RECORDS SHOWN START
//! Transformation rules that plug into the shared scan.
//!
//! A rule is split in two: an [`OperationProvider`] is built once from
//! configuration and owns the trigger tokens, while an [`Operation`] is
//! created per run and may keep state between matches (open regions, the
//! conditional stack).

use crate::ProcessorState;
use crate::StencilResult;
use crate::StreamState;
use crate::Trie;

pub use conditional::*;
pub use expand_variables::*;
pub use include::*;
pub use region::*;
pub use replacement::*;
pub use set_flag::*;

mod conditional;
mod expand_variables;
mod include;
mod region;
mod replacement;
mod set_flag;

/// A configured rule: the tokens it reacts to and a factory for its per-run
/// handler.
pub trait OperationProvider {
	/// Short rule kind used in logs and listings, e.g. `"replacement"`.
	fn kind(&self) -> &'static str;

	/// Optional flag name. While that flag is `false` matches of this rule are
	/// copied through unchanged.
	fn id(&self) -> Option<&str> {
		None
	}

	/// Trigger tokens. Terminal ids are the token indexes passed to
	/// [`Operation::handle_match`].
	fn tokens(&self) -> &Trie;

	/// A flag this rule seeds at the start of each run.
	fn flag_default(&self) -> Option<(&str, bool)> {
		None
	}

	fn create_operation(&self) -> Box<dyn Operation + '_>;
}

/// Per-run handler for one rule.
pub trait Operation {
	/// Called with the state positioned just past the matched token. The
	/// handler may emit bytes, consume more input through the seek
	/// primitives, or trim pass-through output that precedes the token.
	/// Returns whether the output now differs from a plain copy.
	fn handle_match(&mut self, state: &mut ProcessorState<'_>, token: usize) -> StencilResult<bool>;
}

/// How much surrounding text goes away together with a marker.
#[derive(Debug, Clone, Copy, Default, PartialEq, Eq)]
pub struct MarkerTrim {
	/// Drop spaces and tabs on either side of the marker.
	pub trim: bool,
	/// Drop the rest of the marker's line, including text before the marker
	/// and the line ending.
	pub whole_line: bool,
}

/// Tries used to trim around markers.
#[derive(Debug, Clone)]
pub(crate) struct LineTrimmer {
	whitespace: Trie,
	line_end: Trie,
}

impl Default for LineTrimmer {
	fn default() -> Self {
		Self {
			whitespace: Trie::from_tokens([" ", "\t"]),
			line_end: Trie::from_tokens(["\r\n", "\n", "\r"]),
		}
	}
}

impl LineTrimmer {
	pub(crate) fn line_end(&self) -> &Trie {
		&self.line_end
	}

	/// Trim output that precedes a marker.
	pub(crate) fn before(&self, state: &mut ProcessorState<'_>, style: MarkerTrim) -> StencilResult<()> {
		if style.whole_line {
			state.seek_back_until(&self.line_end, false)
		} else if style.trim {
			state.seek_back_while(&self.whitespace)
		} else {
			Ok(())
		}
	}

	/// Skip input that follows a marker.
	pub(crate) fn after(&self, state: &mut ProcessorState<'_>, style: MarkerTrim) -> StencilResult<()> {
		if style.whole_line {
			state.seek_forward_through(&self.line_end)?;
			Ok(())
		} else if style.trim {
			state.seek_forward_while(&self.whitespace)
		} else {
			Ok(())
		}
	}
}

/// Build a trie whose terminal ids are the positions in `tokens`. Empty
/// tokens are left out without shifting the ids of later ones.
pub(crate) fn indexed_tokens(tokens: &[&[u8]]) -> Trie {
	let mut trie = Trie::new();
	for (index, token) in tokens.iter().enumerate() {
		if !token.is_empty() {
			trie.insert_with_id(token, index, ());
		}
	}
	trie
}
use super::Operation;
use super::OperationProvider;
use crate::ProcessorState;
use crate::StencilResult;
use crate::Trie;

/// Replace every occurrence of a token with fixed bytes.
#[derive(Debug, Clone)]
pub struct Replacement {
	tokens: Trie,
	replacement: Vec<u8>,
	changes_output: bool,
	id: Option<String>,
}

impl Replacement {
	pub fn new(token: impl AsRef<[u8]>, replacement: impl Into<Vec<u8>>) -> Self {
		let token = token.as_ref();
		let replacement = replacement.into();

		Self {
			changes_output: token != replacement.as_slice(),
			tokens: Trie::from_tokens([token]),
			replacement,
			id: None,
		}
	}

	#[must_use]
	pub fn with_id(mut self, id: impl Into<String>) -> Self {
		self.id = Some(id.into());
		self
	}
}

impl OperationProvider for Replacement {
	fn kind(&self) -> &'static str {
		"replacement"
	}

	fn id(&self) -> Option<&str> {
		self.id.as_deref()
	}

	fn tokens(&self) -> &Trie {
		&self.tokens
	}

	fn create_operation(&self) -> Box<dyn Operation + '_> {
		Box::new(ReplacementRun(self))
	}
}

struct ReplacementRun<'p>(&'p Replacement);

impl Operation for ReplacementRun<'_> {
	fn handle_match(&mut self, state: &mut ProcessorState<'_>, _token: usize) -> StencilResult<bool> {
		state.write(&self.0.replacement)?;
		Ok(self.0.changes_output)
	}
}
RECORDS SHOWN END
RECORDS SHOWN START
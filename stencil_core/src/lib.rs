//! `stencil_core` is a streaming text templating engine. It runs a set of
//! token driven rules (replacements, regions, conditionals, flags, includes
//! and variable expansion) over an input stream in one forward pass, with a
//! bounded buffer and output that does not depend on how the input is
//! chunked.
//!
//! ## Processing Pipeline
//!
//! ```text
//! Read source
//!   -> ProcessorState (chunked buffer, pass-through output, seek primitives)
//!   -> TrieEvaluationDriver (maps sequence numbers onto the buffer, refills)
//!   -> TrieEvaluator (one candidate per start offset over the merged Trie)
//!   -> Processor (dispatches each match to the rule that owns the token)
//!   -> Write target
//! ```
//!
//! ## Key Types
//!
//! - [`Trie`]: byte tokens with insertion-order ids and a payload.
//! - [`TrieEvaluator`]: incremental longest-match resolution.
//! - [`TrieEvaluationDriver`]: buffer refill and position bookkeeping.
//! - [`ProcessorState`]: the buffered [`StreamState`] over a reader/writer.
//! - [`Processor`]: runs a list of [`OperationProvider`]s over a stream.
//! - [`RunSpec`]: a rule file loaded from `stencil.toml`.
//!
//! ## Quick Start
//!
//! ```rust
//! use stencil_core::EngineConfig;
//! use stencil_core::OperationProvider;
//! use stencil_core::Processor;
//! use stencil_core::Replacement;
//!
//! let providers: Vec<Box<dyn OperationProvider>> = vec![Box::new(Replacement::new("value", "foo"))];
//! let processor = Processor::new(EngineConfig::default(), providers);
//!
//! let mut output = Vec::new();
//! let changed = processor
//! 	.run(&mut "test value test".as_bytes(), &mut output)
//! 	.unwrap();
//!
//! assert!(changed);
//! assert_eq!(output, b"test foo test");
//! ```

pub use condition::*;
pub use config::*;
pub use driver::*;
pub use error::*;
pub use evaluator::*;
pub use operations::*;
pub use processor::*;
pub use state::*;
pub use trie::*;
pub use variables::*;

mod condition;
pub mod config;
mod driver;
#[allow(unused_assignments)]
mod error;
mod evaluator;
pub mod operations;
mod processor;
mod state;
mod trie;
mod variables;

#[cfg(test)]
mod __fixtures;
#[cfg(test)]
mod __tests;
RECORDS SHOWN END
RECORDS SHOWN START
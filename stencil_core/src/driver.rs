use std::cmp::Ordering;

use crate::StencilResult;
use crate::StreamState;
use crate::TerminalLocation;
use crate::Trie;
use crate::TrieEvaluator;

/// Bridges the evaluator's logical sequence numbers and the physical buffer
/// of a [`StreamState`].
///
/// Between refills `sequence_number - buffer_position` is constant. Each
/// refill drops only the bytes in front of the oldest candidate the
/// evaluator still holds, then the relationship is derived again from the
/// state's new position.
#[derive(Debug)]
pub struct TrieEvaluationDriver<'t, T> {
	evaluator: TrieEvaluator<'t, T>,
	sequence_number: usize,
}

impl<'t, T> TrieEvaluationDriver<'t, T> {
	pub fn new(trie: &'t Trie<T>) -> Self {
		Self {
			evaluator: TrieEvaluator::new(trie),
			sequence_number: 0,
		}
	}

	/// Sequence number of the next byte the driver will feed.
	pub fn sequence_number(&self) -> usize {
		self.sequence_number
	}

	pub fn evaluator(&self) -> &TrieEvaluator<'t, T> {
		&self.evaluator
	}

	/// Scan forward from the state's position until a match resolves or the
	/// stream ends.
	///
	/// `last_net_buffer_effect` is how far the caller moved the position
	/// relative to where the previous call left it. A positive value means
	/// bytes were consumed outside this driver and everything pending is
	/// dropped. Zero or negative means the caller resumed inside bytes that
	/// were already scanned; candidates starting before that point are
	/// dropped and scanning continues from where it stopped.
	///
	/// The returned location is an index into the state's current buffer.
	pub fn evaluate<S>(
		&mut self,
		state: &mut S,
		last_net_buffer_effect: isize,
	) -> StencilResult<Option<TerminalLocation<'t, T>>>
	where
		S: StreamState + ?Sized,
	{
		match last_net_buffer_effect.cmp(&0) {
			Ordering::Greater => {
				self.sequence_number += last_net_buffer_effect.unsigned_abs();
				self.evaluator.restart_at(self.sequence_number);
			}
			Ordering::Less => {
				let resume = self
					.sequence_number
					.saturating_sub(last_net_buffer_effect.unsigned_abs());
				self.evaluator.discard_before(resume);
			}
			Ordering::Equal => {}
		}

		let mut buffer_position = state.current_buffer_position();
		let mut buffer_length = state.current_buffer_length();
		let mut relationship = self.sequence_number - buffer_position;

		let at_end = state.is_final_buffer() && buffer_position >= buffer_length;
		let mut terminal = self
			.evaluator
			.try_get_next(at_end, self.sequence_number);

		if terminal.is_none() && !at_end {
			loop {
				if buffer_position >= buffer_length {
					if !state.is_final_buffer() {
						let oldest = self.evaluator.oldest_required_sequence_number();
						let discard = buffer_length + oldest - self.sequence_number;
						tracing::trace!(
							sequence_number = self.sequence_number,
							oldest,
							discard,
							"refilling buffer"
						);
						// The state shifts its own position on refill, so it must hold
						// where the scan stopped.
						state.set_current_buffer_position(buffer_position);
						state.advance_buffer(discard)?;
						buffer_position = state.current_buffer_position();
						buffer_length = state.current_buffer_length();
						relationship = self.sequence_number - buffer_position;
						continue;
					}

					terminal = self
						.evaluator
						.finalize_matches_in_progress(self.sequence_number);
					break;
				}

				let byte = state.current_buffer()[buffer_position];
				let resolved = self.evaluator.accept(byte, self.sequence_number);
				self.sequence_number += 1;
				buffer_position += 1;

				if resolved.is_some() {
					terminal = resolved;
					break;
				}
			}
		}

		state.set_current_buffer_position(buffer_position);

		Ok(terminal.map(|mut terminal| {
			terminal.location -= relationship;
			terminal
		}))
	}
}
RECORDS SHOWN END
**TASK TO COMPLETE**.
Where the word "primitives" is present in a line of the listing, copy that line.

**YOUR RESPONSE**.
	/// primitives, or trim pass-through output that precedes the token.
//!   -> ProcessorState (chunked buffer, pass-through output, seek primitives)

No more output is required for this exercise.